_Data supplied:_
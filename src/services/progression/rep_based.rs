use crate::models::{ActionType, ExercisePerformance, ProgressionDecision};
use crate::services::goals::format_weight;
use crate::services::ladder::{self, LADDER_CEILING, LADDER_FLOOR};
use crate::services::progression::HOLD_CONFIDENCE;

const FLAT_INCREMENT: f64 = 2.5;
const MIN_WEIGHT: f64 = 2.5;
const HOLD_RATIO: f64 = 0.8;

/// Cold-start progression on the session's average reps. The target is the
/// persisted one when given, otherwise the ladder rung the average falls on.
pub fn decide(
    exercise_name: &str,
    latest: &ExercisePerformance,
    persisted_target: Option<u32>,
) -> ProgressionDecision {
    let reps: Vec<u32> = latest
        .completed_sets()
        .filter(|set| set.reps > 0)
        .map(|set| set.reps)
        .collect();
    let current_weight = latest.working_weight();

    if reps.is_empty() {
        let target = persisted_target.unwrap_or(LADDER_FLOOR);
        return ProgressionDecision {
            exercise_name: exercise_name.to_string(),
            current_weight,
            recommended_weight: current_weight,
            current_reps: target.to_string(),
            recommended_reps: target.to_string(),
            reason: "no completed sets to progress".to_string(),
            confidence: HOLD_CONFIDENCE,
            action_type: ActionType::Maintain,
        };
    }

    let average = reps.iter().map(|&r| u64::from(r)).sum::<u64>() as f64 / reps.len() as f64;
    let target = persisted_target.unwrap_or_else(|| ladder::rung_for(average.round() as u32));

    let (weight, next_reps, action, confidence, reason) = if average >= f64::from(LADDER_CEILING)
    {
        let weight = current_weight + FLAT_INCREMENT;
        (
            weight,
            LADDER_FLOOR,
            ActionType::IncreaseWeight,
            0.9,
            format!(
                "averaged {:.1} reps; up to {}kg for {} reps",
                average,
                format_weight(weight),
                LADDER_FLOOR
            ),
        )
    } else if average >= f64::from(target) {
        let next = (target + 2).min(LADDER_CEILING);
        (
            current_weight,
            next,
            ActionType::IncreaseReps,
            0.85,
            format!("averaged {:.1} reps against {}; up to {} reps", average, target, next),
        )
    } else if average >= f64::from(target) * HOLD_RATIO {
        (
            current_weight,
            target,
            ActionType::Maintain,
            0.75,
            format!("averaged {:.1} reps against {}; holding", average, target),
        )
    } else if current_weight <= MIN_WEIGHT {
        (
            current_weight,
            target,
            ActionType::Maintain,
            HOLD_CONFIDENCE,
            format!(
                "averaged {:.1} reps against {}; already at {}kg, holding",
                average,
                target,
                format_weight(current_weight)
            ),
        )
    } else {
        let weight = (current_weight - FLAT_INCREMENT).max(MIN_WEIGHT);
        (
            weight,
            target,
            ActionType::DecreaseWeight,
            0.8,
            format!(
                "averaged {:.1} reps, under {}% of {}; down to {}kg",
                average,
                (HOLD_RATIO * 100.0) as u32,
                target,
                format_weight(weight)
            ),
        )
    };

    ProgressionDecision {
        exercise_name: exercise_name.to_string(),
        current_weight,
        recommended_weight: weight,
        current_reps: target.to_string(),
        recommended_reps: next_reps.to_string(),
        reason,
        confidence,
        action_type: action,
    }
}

_Instructions to follow:_
Scan the lines above for the word "services" and copy every one where it occurs.

_Reply:_
filename src/services/progression/rep_based.rs
use crate::services::goals::format_weight;
use crate::services::ladder::{self, LADDER_CEILING, LADDER_FLOOR};
use crate::services::progression::HOLD_CONFIDENCE;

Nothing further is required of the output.